Model engineering (i.e., a discipline that is concerned with the development of models) is part of the numerous solutions proposed to overcome with the increasing complexity that developers must handle to produce software. Modeldriven development (MDD) is an OMG (www.omg.org) initiative that proposes to define a set of non-proprietary standards that will specify interoperable technologies with which to realize model-driven development with automated transformations. It advocates that software development should be guided as much as possible by the construction, and refinement of software models at various levels of abstraction. Four principles underlie the OMG’s view of MDD for User Interfaces (UIs): 1. Models are expressed in a well-formed unified notation and form the cornerstone to understanding software systems for enterprise scale information systems. The semantics of the models are based on meta-models. 2. A formal underpinning for describing models in a set of meta-models facilitates meaningful integration and transformation among models, and is the basis for automation through soft-ware. 3. The building of software systems can be organized around a set of models by applying a series of transformations between models, organized into an architectural framework of layers and transformations: model-to-model transformations support any change between models while model-to-code transformation are typically associated with code production, automated or not. 4. Acceptance and adoption of this model-driven approach requires industry standards to provide openness to consumers, and foster competition among vendors

Not all model-based UI development environments or development methods can pretend to be compliant with these principles [ 24 ]. If we apply OMG’s principles to the UI development life cycle, it means that models should be obtained during steps of development until providing source code, deployment and configuration files.
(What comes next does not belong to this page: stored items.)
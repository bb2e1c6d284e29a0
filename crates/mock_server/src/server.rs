//! Axum-based mock of the sandbox service.

use axum::{
    body::Bytes,
    extract::{Json, Path, State},
    http::StatusCode,
    response::{IntoResponse, Response},
    routing::{get, post},
    Router,
};
use dashmap::DashMap;
use rand::Rng;
use std::future::Future;
use std::sync::atomic::{AtomicUsize, Ordering};
use std::sync::Arc;
use tokio::sync::oneshot;
use tower_http::trace::TraceLayer;

use sandboxai_core::{
    types::{
        ApiError, CreateSandboxRequest, HealthStatus, RunIPythonCellRequest,
        RunIPythonCellResponse, RunShellCommandRequest, RunShellCommandResponse, Sandbox,
    },
    Error, Result, DEFAULT_IMAGE,
};

use crate::kernel;

const NAME_LENGTH: usize = 20;
const NAME_CHARSET: &[u8] = b"abcdefghijklmnopqrstuvwxyz1234567890";

/// Shared application state.
pub struct MockState {
    sandboxes: DashMap<(String, String), Sandbox>,
    default_image: String,
    created_total: AtomicUsize,
    deleted_total: AtomicUsize,
}

impl MockState {
    fn new(default_image: String) -> Self {
        Self {
            sandboxes: DashMap::new(),
            default_image,
            created_total: AtomicUsize::new(0),
            deleted_total: AtomicUsize::new(0),
        }
    }

    /// Number of sandboxes currently alive.
    pub fn sandbox_count(&self) -> usize {
        self.sandboxes.len()
    }

    /// Number of successful creates since startup.
    pub fn created_total(&self) -> usize {
        self.created_total.load(Ordering::SeqCst)
    }

    /// Number of successful deletes since startup.
    pub fn deleted_total(&self) -> usize {
        self.deleted_total.load(Ordering::SeqCst)
    }

    pub fn get(&self, space: &str, name: &str) -> Option<Sandbox> {
        self.sandboxes
            .get(&(space.to_string(), name.to_string()))
            .map(|entry| entry.value().clone())
    }

    /// Delete every sandbox, returning how many were removed.
    pub fn delete_all(&self) -> usize {
        let keys: Vec<(String, String)> = self.sandboxes.iter().map(|e| e.key().clone()).collect();
        let total = keys.len();
        for (i, (space, name)) in keys.into_iter().enumerate() {
            tracing::info!("Cleanup: deleting {}/{}: sandbox {} in space {}", i + 1, total, name, space);
            if self.sandboxes.remove(&(space, name)).is_some() {
                self.deleted_total.fetch_add(1, Ordering::SeqCst);
            }
        }
        total
    }
}

/// Mock sandbox service.
pub struct MockSandboxServer {
    state: Arc<MockState>,
}

impl MockSandboxServer {
    /// Create a mock server with the default box image.
    pub fn new() -> Self {
        Self::with_default_image(DEFAULT_IMAGE)
    }

    /// Create a mock server that fills in `image` when a create request leaves it empty.
    pub fn with_default_image(image: impl Into<String>) -> Self {
        Self {
            state: Arc::new(MockState::new(image.into())),
        }
    }

    /// Shared state, for inspection after the server has been moved into a task.
    pub fn state(&self) -> Arc<MockState> {
        self.state.clone()
    }

    /// Build the Axum router. All routes live under `/v1`.
    pub fn build_router(&self) -> Router {
        let api = Router::new()
            .route("/healthz", get(health_handler))
            .route("/spaces/:space/sandboxes", post(create_handler))
            .route(
                "/spaces/:space/sandboxes/:name",
                get(get_handler).delete(delete_handler),
            )
            // `tools:<tool>` is matched in the handler; a literal colon mid-segment
            // is ambiguous to the router.
            .route("/spaces/:space/sandboxes/:name/:tool", post(tool_handler))
            .with_state(self.state.clone());

        Router::new()
            .nest("/v1", api)
            .layer(TraceLayer::new_for_http())
    }

    /// Serve on `listener` until `shutdown` resolves.
    pub async fn run<F>(self, listener: tokio::net::TcpListener, shutdown: F) -> Result<()>
    where
        F: Future<Output = ()> + Send + 'static,
    {
        axum::serve(listener, self.build_router())
            .with_graceful_shutdown(shutdown)
            .await
            .map_err(|e| Error::transport(format!("Mock server error: {}", e)))
    }

    /// Serve on an ephemeral localhost port from a background thread with its own runtime.
    pub fn spawn(self) -> std::io::Result<RunningMockServer> {
        let listener = std::net::TcpListener::bind("127.0.0.1:0")?;
        listener.set_nonblocking(true)?;
        let addr = listener.local_addr()?;

        let state = self.state();
        let runtime = tokio::runtime::Builder::new_multi_thread()
            .worker_threads(2)
            .enable_all()
            .build()?;
        let (shutdown_tx, shutdown_rx) = oneshot::channel::<()>();

        let thread = std::thread::Builder::new()
            .name("mock-sandboxaid".to_string())
            .spawn(move || {
                runtime.block_on(async move {
                    let listener = match tokio::net::TcpListener::from_std(listener) {
                        Ok(l) => l,
                        Err(e) => {
                            tracing::error!(error = %e, "Failed to register mock listener");
                            return;
                        }
                    };
                    let shutdown = async {
                        let _ = shutdown_rx.await;
                    };
                    if let Err(e) = self.run(listener, shutdown).await {
                        tracing::error!(error = %e, "Mock server stopped with error");
                    }
                });
            })?;

        tracing::debug!(addr = %addr, "Mock sandbox server listening");

        Ok(RunningMockServer {
            base_url: format!("http://{}/v1", addr),
            state,
            shutdown: Some(shutdown_tx),
            thread: Some(thread),
        })
    }
}

impl Default for MockSandboxServer {
    fn default() -> Self {
        Self::new()
    }
}

/// A mock server running on a background thread. Dropping it shuts the server down.
pub struct RunningMockServer {
    base_url: String,
    state: Arc<MockState>,
    shutdown: Option<oneshot::Sender<()>>,
    thread: Option<std::thread::JoinHandle<()>>,
}

impl RunningMockServer {
    /// Base URL including the `/v1` prefix.
    pub fn base_url(&self) -> &str {
        &self.base_url
    }

    pub fn state(&self) -> &MockState {
        &self.state
    }
}

impl Drop for RunningMockServer {
    fn drop(&mut self) {
        if let Some(tx) = self.shutdown.take() {
            let _ = tx.send(());
        }
        if let Some(thread) = self.thread.take() {
            let _ = thread.join();
        }
    }
}

// =============================================================================
// Handlers
// =============================================================================

fn api_error(status: StatusCode, message: impl Into<String>) -> Response {
    (
        status,
        Json(ApiError {
            message: message.into(),
        }),
    )
        .into_response()
}

fn random_name() -> String {
    let mut rng = rand::thread_rng();
    (0..NAME_LENGTH)
        .map(|_| NAME_CHARSET[rng.gen_range(0..NAME_CHARSET.len())] as char)
        .collect()
}

async fn health_handler() -> impl IntoResponse {
    Json(HealthStatus {
        status: "OK".to_string(),
    })
}

async fn create_handler(
    State(state): State<Arc<MockState>>,
    Path(space): Path<String>,
    Json(payload): Json<CreateSandboxRequest>,
) -> Response {
    let name = payload
        .name
        .filter(|n| !n.is_empty())
        .unwrap_or_else(random_name);
    let mut spec = payload.spec;
    if spec.image.is_empty() {
        spec.image = state.default_image.clone();
    }

    let key = (space.clone(), name.clone());
    if state.sandboxes.contains_key(&key) {
        return api_error(
            StatusCode::CONFLICT,
            format!("sandbox {:?} already exists in space {:?}", name, space),
        );
    }

    let sandbox = Sandbox { space, name, spec };
    state.sandboxes.insert(key, sandbox.clone());
    state.created_total.fetch_add(1, Ordering::SeqCst);

    tracing::info!(space = %sandbox.space, name = %sandbox.name, image = %sandbox.spec.image, "Sandbox created");
    (StatusCode::CREATED, Json(sandbox)).into_response()
}

async fn get_handler(
    State(state): State<Arc<MockState>>,
    Path((space, name)): Path<(String, String)>,
) -> Response {
    match state.get(&space, &name) {
        Some(sandbox) => Json(sandbox).into_response(),
        None => api_error(StatusCode::NOT_FOUND, "sandbox not found"),
    }
}

async fn delete_handler(
    State(state): State<Arc<MockState>>,
    Path((space, name)): Path<(String, String)>,
) -> Response {
    match state.sandboxes.remove(&(space.clone(), name.clone())) {
        Some(_) => {
            state.deleted_total.fetch_add(1, Ordering::SeqCst);
            tracing::info!(space = %space, name = %name, "Sandbox deleted");
            StatusCode::NO_CONTENT.into_response()
        }
        None => api_error(StatusCode::NOT_FOUND, "sandbox not found"),
    }
}

async fn tool_handler(
    State(state): State<Arc<MockState>>,
    Path((space, name, tool)): Path<(String, String, String)>,
    body: Bytes,
) -> Response {
    let Some(sandbox) = state.get(&space, &name) else {
        return api_error(StatusCode::NOT_FOUND, "sandbox not found");
    };

    match tool.as_str() {
        "tools:run_ipython_cell" => {
            let request: RunIPythonCellRequest = match serde_json::from_slice(&body) {
                Ok(r) => r,
                Err(e) => return api_error(StatusCode::BAD_REQUEST, e.to_string()),
            };
            let result = kernel::run_cell(&request.code, request.split_output);
            Json(RunIPythonCellResponse::from(result)).into_response()
        }
        "tools:run_shell_command" => {
            let request: RunShellCommandRequest = match serde_json::from_slice(&body) {
                Ok(r) => r,
                Err(e) => return api_error(StatusCode::BAD_REQUEST, e.to_string()),
            };
            match kernel::run_shell(&request.command, request.split_output, sandbox.spec.env.as_ref())
                .await
            {
                Ok(result) => Json(RunShellCommandResponse::from(result)).into_response(),
                Err(e) => api_error(
                    StatusCode::INTERNAL_SERVER_ERROR,
                    format!("Failed to execute shell command: {}", e),
                ),
            }
        }
        other => api_error(StatusCode::NOT_FOUND, format!("unknown tool {:?}", other)),
    }
}

#[cfg(test)]
mod tests {
    use super::*;
    use sandboxai_client::HttpClient;
    use sandboxai_core::{traits::SandboxApi, types::SandboxSpec};

    #[test]
    fn test_random_name_shape() {
        let name = random_name();
        assert_eq!(name.len(), NAME_LENGTH);
        assert!(name.bytes().all(|b| NAME_CHARSET.contains(&b)));
    }

    #[test]
    fn test_empty_image_gets_default() {
        let server = MockSandboxServer::with_default_image("box:test").spawn().unwrap();
        let client = HttpClient::new(server.base_url()).unwrap();

        let created = client
            .create_sandbox("default", &CreateSandboxRequest::new(SandboxSpec::new("")))
            .unwrap();
        assert_eq!(created.spec.image, "box:test");
        assert_eq!(server.state().sandbox_count(), 1);
    }

    #[test]
    fn test_tool_in_other_space_is_not_found() {
        let server = MockSandboxServer::new().spawn().unwrap();
        let client = HttpClient::new(server.base_url()).unwrap();
        let created = client
            .create_sandbox("default", &CreateSandboxRequest::new(SandboxSpec::new("img")))
            .unwrap();

        let err = client
            .run_shell_command(
                "other-space",
                &created.name,
                &RunShellCommandRequest::new("true"),
            )
            .unwrap_err();
        assert!(matches!(err, Error::Protocol { actual: 404, .. }));
    }

    #[test]
    fn test_delete_all_clears_state() {
        let server = MockSandboxServer::new().spawn().unwrap();
        let client = HttpClient::new(server.base_url()).unwrap();
        for _ in 0..3 {
            client
                .create_sandbox("default", &CreateSandboxRequest::new(SandboxSpec::new("img")))
                .unwrap();
        }

        assert_eq!(server.state().delete_all(), 3);
        assert_eq!(server.state().sandbox_count(), 0);
        assert_eq!(server.state().created_total(), 3);
        assert_eq!(server.state().deleted_total(), 3);
    }
}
MDD has been applied to many kinds of business problems and integrated with a wide array of other common computing technologies. Considering MDD of UIs [ 15 ] complexity related to the number of transformation needed to support this process has been found in the literature as a major issue [ 13 ]; In Fig. 1 how graphs transformations area articulated when following MDD method. Each development path (for instance, forward engineering) is composed of development steps, the latter being decomposed into development sub-steps (for instance, from abstract to concrete models). A development sub-step is realized by one (and only one) transformation system and a transformation system is realized by a set of graph transformation rules. The amount of transformation rules of a rather simple system grows up to two hundred graph transformation rules. Then, usable systems are needed to encode transformations rules. Also, provide facilities to extend existing sets of graph transformations. Recently, we have been working on this issue. On the one hand, trying to use existing tools to encode graph transformation rules applied to MDD of UIs. On the other hand, building from scratch customized tools [ 14, 23 ] addressing the same problem.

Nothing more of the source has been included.